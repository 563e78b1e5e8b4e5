//! Application configuration loaded from YAML
//!
//! One file describes the engine knobs, the HTTP transport, where poll
//! state lives, the sink, and every connector instance with its credentials.
//!
//! ```yaml
//! engine:
//!   default_lookback_seconds: 3600
//!   max_pages: 100
//! http:
//!   rate_limit: { requests_per_second: 5, burst_size: 5 }
//! state:
//!   path: ./state.json
//! sink:
//!   type: json_lines
//!   path: ./events.jsonl
//! instances:
//!   - service: slack
//!     log_type: access
//!     instance_id: acme
//!     auth:
//!       auth_token: ${SLACK_TOKEN}
//! ```
//!
//! Credential values of the form `${NAME}` are read from the environment.

use crate::auth::AuthConfig;
use crate::connector::ConnectorIdentity;
use crate::engine::EngineConfig;
use crate::error::{Error, Result};
use crate::http::{HttpTransportConfig, RateLimiterConfig};
use crate::sink::{JsonLinesSink, ParquetSink, Sink, StdoutSink};
use crate::state::{FileStateStore, InMemoryStateStore, PollStateStore, StaticAuthStore};
use regex::Regex;
use serde::{Deserialize, Serialize};
use std::collections::{BTreeMap, HashSet};
use std::fs;
use std::path::{Path, PathBuf};
use std::sync::Arc;
use std::time::Duration;

// ============================================================================
// Top-Level Config
// ============================================================================

/// Complete application configuration
#[derive(Debug, Clone, Default, Serialize, Deserialize)]
#[serde(deny_unknown_fields)]
pub struct AppConfig {
    /// Poll engine settings
    #[serde(default)]
    pub engine: EngineSection,

    /// HTTP transport settings
    #[serde(default)]
    pub http: HttpSection,

    /// Poll state storage
    #[serde(default)]
    pub state: StateSection,

    /// Downstream sink
    #[serde(default)]
    pub sink: SinkSection,

    /// Configured connector instances
    #[serde(default)]
    pub instances: Vec<InstanceConfig>,
}

// ============================================================================
// Engine
// ============================================================================

/// Engine settings, all in whole seconds
#[derive(Debug, Clone, PartialEq, Eq, Serialize, Deserialize)]
#[serde(deny_unknown_fields)]
pub struct EngineSection {
    /// Lookback used for an instance's first cycle
    #[serde(default = "default_lookback")]
    pub default_lookback_seconds: u64,

    /// Page bound per cycle
    #[serde(default = "default_max_pages")]
    pub max_pages: u32,

    /// Per-request timeout
    #[serde(default = "default_call_timeout")]
    pub request_timeout_seconds: u64,

    /// Sink acknowledgement timeout
    #[serde(default = "default_call_timeout")]
    pub sink_timeout_seconds: u64,

    /// Overall cycle timeout
    #[serde(default = "default_cycle_timeout")]
    pub cycle_timeout_seconds: u64,

    /// Lease time-to-live
    #[serde(default = "default_lease_ttl")]
    pub lease_ttl_seconds: u64,

    /// Cycles run at once by `run`
    #[serde(default = "default_concurrency")]
    pub max_concurrent_cycles: usize,
}

impl Default for EngineSection {
    fn default() -> Self {
        Self {
            default_lookback_seconds: default_lookback(),
            max_pages: default_max_pages(),
            request_timeout_seconds: default_call_timeout(),
            sink_timeout_seconds: default_call_timeout(),
            cycle_timeout_seconds: default_cycle_timeout(),
            lease_ttl_seconds: default_lease_ttl(),
            max_concurrent_cycles: default_concurrency(),
        }
    }
}

fn default_lookback() -> u64 {
    3600
}

fn default_max_pages() -> u32 {
    100
}

fn default_call_timeout() -> u64 {
    30
}

fn default_cycle_timeout() -> u64 {
    300
}

fn default_lease_ttl() -> u64 {
    600
}

fn default_concurrency() -> usize {
    4
}

impl EngineSection {
    /// Convert to the engine's runtime configuration
    pub fn engine_config(&self) -> EngineConfig {
        EngineConfig::new()
            .with_default_lookback(Duration::from_secs(self.default_lookback_seconds))
            .with_max_pages(self.max_pages)
            .with_request_timeout(Duration::from_secs(self.request_timeout_seconds))
            .with_sink_timeout(Duration::from_secs(self.sink_timeout_seconds))
            .with_cycle_timeout(Duration::from_secs(self.cycle_timeout_seconds))
            .with_lease_ttl(Duration::from_secs(self.lease_ttl_seconds))
            .with_max_concurrent_cycles(self.max_concurrent_cycles)
    }
}

// ============================================================================
// HTTP
// ============================================================================

/// HTTP transport settings
#[derive(Debug, Clone, Default, PartialEq, Eq, Serialize, Deserialize)]
#[serde(deny_unknown_fields)]
pub struct HttpSection {
    /// User agent; defaults to `auditpull/<version>`
    #[serde(default)]
    pub user_agent: Option<String>,

    /// Per-host token bucket; absent disables rate limiting
    #[serde(default)]
    pub rate_limit: Option<RateLimiterConfig>,

    /// Base URL per service, replacing the vendor's public API
    #[serde(default)]
    pub base_url_overrides: BTreeMap<String, String>,
}

// ============================================================================
// State
// ============================================================================

/// Poll state storage settings
#[derive(Debug, Clone, Default, PartialEq, Eq, Serialize, Deserialize)]
#[serde(deny_unknown_fields)]
pub struct StateSection {
    /// JSON state file; absent keeps state in memory for this process only
    #[serde(default)]
    pub path: Option<PathBuf>,
}

// ============================================================================
// Sink
// ============================================================================

/// Kind of downstream sink
#[derive(Debug, Clone, Copy, Default, PartialEq, Eq, Serialize, Deserialize)]
#[serde(rename_all = "snake_case")]
pub enum SinkKind {
    /// JSON lines on standard output
    #[default]
    Stdout,
    /// JSON lines appended to a file
    JsonLines,
    /// Parquet files under a directory
    Parquet,
}

/// Downstream sink settings
#[derive(Debug, Clone, Default, PartialEq, Eq, Serialize, Deserialize)]
#[serde(deny_unknown_fields)]
pub struct SinkSection {
    /// Sink kind
    #[serde(rename = "type", default)]
    pub kind: SinkKind,

    /// File (json_lines) or directory (parquet)
    #[serde(default)]
    pub path: Option<PathBuf>,

    /// Rows per write call / row group
    #[serde(default)]
    pub chunk_size: Option<usize>,
}

// ============================================================================
// Instances
// ============================================================================

/// One configured connector instance
#[derive(Debug, Clone, PartialEq, Eq, Serialize, Deserialize)]
#[serde(deny_unknown_fields)]
pub struct InstanceConfig {
    /// Vendor identifier
    pub service: String,

    /// Log type within the vendor
    pub log_type: String,

    /// Operator-chosen instance name
    pub instance_id: String,

    /// Credentials, checked against the variant's auth spec before use
    #[serde(default)]
    pub auth: AuthConfig,
}

impl InstanceConfig {
    /// Identity of this instance
    pub fn identity(&self) -> ConnectorIdentity {
        ConnectorIdentity::new(&self.service, &self.log_type, &self.instance_id)
    }
}

// ============================================================================
// Loading
// ============================================================================

/// Load configuration from a YAML file
pub fn load_config(path: impl AsRef<Path>) -> Result<AppConfig> {
    let path = path.as_ref();
    let content = fs::read_to_string(path).map_err(|e| {
        Error::config(format!(
            "Failed to read config file '{}': {e}",
            path.display()
        ))
    })?;
    load_config_from_str(&content)
}

/// Load configuration from a YAML string
pub fn load_config_from_str(yaml: &str) -> Result<AppConfig> {
    let config: AppConfig = serde_yaml::from_str(yaml)
        .map_err(|e| Error::config(format!("Failed to parse config YAML: {e}")))?;
    config.validate()?;
    Ok(config)
}

impl AppConfig {
    /// Check cross-field constraints serde cannot express
    pub fn validate(&self) -> Result<()> {
        let e = &self.engine;
        for (field, value) in [
            ("engine.request_timeout_seconds", e.request_timeout_seconds),
            ("engine.sink_timeout_seconds", e.sink_timeout_seconds),
            ("engine.cycle_timeout_seconds", e.cycle_timeout_seconds),
            ("engine.lease_ttl_seconds", e.lease_ttl_seconds),
        ] {
            if value == 0 {
                return Err(invalid(field, "must be greater than zero"));
            }
        }
        if e.max_pages == 0 {
            return Err(invalid("engine.max_pages", "must be greater than zero"));
        }
        if e.lease_ttl_seconds < e.cycle_timeout_seconds {
            return Err(invalid(
                "engine.lease_ttl_seconds",
                "must not be shorter than engine.cycle_timeout_seconds",
            ));
        }

        if let Some(limit) = &self.http.rate_limit {
            if limit.requests_per_second == 0 || limit.burst_size == 0 {
                return Err(invalid("http.rate_limit", "values must be greater than zero"));
            }
        }

        if self.sink.kind != SinkKind::Stdout && self.sink.path.is_none() {
            return Err(invalid("sink.path", "required for json_lines and parquet sinks"));
        }

        let mut seen = HashSet::new();
        for instance in &self.instances {
            if instance.service.is_empty()
                || instance.log_type.is_empty()
                || instance.instance_id.is_empty()
            {
                return Err(invalid(
                    "instances",
                    "service, log_type and instance_id cannot be empty",
                ));
            }
            let identity = instance.identity();
            if !seen.insert(identity.clone()) {
                return Err(invalid("instances", format!("duplicate instance {identity}")));
            }
        }

        Ok(())
    }

    /// Identities of every configured instance, in file order
    pub fn identities(&self) -> Vec<ConnectorIdentity> {
        self.instances.iter().map(InstanceConfig::identity).collect()
    }

    /// Find instances by `instance_id`
    pub fn instances_named(&self, instance_id: &str) -> Vec<&InstanceConfig> {
        self.instances
            .iter()
            .filter(|i| i.instance_id == instance_id)
            .collect()
    }

    /// Engine runtime configuration
    pub fn engine_config(&self) -> EngineConfig {
        self.engine.engine_config()
    }

    /// HTTP transport configuration
    pub fn transport_config(&self) -> HttpTransportConfig {
        let mut config = HttpTransportConfig::default()
            .with_timeout(Duration::from_secs(self.engine.request_timeout_seconds))
            .with_rate_limit(self.http.rate_limit.clone());
        if let Some(agent) = &self.http.user_agent {
            config = config.with_user_agent(agent.clone());
        }
        config
    }

    /// Credential store over every instance, with `${NAME}` values resolved
    pub fn auth_store(&self) -> Result<StaticAuthStore> {
        let mut store = StaticAuthStore::new();
        for instance in &self.instances {
            store.insert(instance.identity(), resolve_env(&instance.auth)?);
        }
        Ok(store)
    }

    /// Build the configured poll state store
    pub fn state_store(&self) -> Result<Arc<dyn PollStateStore>> {
        Ok(match &self.state.path {
            Some(path) => Arc::new(FileStateStore::open(path)?),
            None => Arc::new(InMemoryStateStore::new()),
        })
    }

    /// Build the configured sink
    pub fn sink(&self) -> Result<Arc<dyn Sink>> {
        let path = || {
            self.sink
                .path
                .clone()
                .ok_or_else(|| invalid("sink.path", "required for json_lines and parquet sinks"))
        };
        Ok(match self.sink.kind {
            SinkKind::Stdout => Arc::new(StdoutSink::new()),
            SinkKind::JsonLines => {
                let mut sink = JsonLinesSink::new(path()?);
                if let Some(size) = self.sink.chunk_size {
                    sink = sink.with_chunk_size(size);
                }
                Arc::new(sink)
            }
            SinkKind::Parquet => {
                let mut sink = ParquetSink::new(path()?);
                if let Some(size) = self.sink.chunk_size {
                    sink = sink.with_chunk_size(size);
                }
                Arc::new(sink)
            }
        })
    }
}

fn invalid(field: &str, message: impl Into<String>) -> Error {
    Error::InvalidConfigValue {
        field: field.to_string(),
        message: message.into(),
    }
}

/// Replace `${NAME}` references in credential values with environment values
fn resolve_env(auth: &AuthConfig) -> Result<AuthConfig> {
    let pattern = Regex::new(r"\$\{([A-Za-z_][A-Za-z0-9_]*)\}")
        .map_err(|e| Error::config(format!("invalid env pattern: {e}")))?;

    let mut resolved = AuthConfig::new();
    for (field, value) in auth.iter() {
        let mut out = String::with_capacity(value.len());
        let mut last = 0;
        for caps in pattern.captures_iter(value) {
            let (Some(whole), Some(name)) = (caps.get(0), caps.get(1)) else {
                continue;
            };
            let var = std::env::var(name.as_str()).map_err(|_| {
                invalid(
                    &format!("auth.{field}"),
                    format!("environment variable {} is not set", name.as_str()),
                )
            })?;
            out.push_str(&value[last..whole.start()]);
            out.push_str(&var);
            last = whole.end();
        }
        out.push_str(&value[last..]);
        resolved.insert(field, out);
    }
    Ok(resolved)
}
==============================
Could you report every line of the material that contains the string "EngineConfig"?

- [Reply to the exercise]
use crate::engine::EngineConfig;
    pub fn engine_config(&self) -> EngineConfig {
        EngineConfig::new()
    pub fn engine_config(&self) -> EngineConfig {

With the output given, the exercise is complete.